In the end all my research into what to read for the graphic novel category of the reading challenge was thrown out the window when I visited my local library.
It has just reopened after a ‘renovation’. I’ve put that in inverted commas because it didn’t really have a renovation. We’ve got a new civic centre and so they have moved the library entrance to be part of this new complex. They could have made the library so beautiful but instead they have done nothing. The walls are beige. The shelves are beige. The staff are beige. And there are not enough seats. Or books.
That said they do have about nine shelves (three bays) of graphic novels, all looking really new and barely read. They didn’t have any of the ones I had been looking at online, ones I had been thinking I may read, but they did have three I thought looked interesting and so despite there only being one graphic novel category on the list I borrowed all three anyway.
This is the one I chose to read first.
However, there is some contention in my household about just how many graphic novels I can read for this challenge. I’ve found another with a number in the title and could read a third as the book I can read in a day. Apparently this is unsportsmanlike, according to my husband at least. I’m not so sure. I picked up all three at the library because they looked good and I wanted to read them. One of them is really long and I think it could count.
What’s the consensus?
And now to the review portion of this blog.

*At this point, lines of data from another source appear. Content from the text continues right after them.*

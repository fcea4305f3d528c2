mod analysis;
mod config;
mod errors;
mod nlp;
mod routes;
mod state;

use std::net::SocketAddr;
use std::sync::Arc;
use std::time::Duration;

use anyhow::Result;
use tower_http::{cors::CorsLayer, trace::TraceLayer};
use tracing::info;
use tracing_subscriber::{layer::SubscriberExt, util::SubscriberInitExt, EnvFilter};

use crate::analysis::registry::{spawn_eviction_sweep, JobRegistry};
use crate::config::Config;
use crate::nlp::EngineHandle;
use crate::routes::build_router;
use crate::state::AppState;

const EVICTION_SWEEP_INTERVAL: Duration = Duration::from_secs(60);

#[tokio::main]
async fn main() -> Result<()> {
    // Load configuration first (fails on missing required env vars)
    let config = Config::from_env()?;

    // Initialize structured logging
    tracing_subscriber::registry()
        .with(EnvFilter::try_from_default_env().unwrap_or_else(|_| {
            EnvFilter::new(format!("{}={}", env!("CARGO_PKG_NAME"), &config.rust_log))
        }))
        .with(tracing_subscriber::fmt::layer())
        .init();

    info!("Starting Vellum API v{}", env!("CARGO_PKG_VERSION"));

    // Job registry plus its periodic eviction sweep
    let registry = Arc::new(JobRegistry::new(
        config.subscriber_buffer,
        Duration::from_secs(config.job_ttl_secs),
    ));
    spawn_eviction_sweep(&registry, EVICTION_SWEEP_INTERVAL);
    info!(
        "Job registry initialized (completed-job TTL: {}s)",
        config.job_ttl_secs
    );

    // NLP engines are built lazily on first use and shared by all jobs
    let engines = Arc::new(EngineHandle::new(
        config.inference_api_base.clone(),
        config.inference_api_token.clone(),
    ));
    info!(
        "NLP engine handle initialized (inference base: {})",
        config.inference_api_base
    );

    // Build app state
    let state = AppState {
        registry,
        engines,
        config: config.clone(),
    };

    // Build router
    let app = build_router(state)
        .layer(TraceLayer::new_for_http())
        .layer(CorsLayer::permissive()); // TODO: tighten CORS in production

    let addr: SocketAddr = format!("0.0.0.0:{}", config.port).parse()?;
    info!("Listening on {addr}");

    let listener = tokio::net::TcpListener::bind(addr).await?;
    axum::serve(listener, app).await?;

    Ok(())
}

I should say upfront that I don’t read a lot of graphic novels. The ones I have read are those I consider classics of the genre – Maus, Anya’s Ghost and Persepolis. I think I have read a couple more too but they can’t have been that memorable. I’m not really into Manga or the comic book superhero style graphic novel and so I feel I am a bit limited in what I can choose to read. I also refuse to read graphic novel version of prose novels. Yes, they provide great access to literature for people who may not necessarily be able to get through Shakespeare, but I don’t consider them real graphic novels.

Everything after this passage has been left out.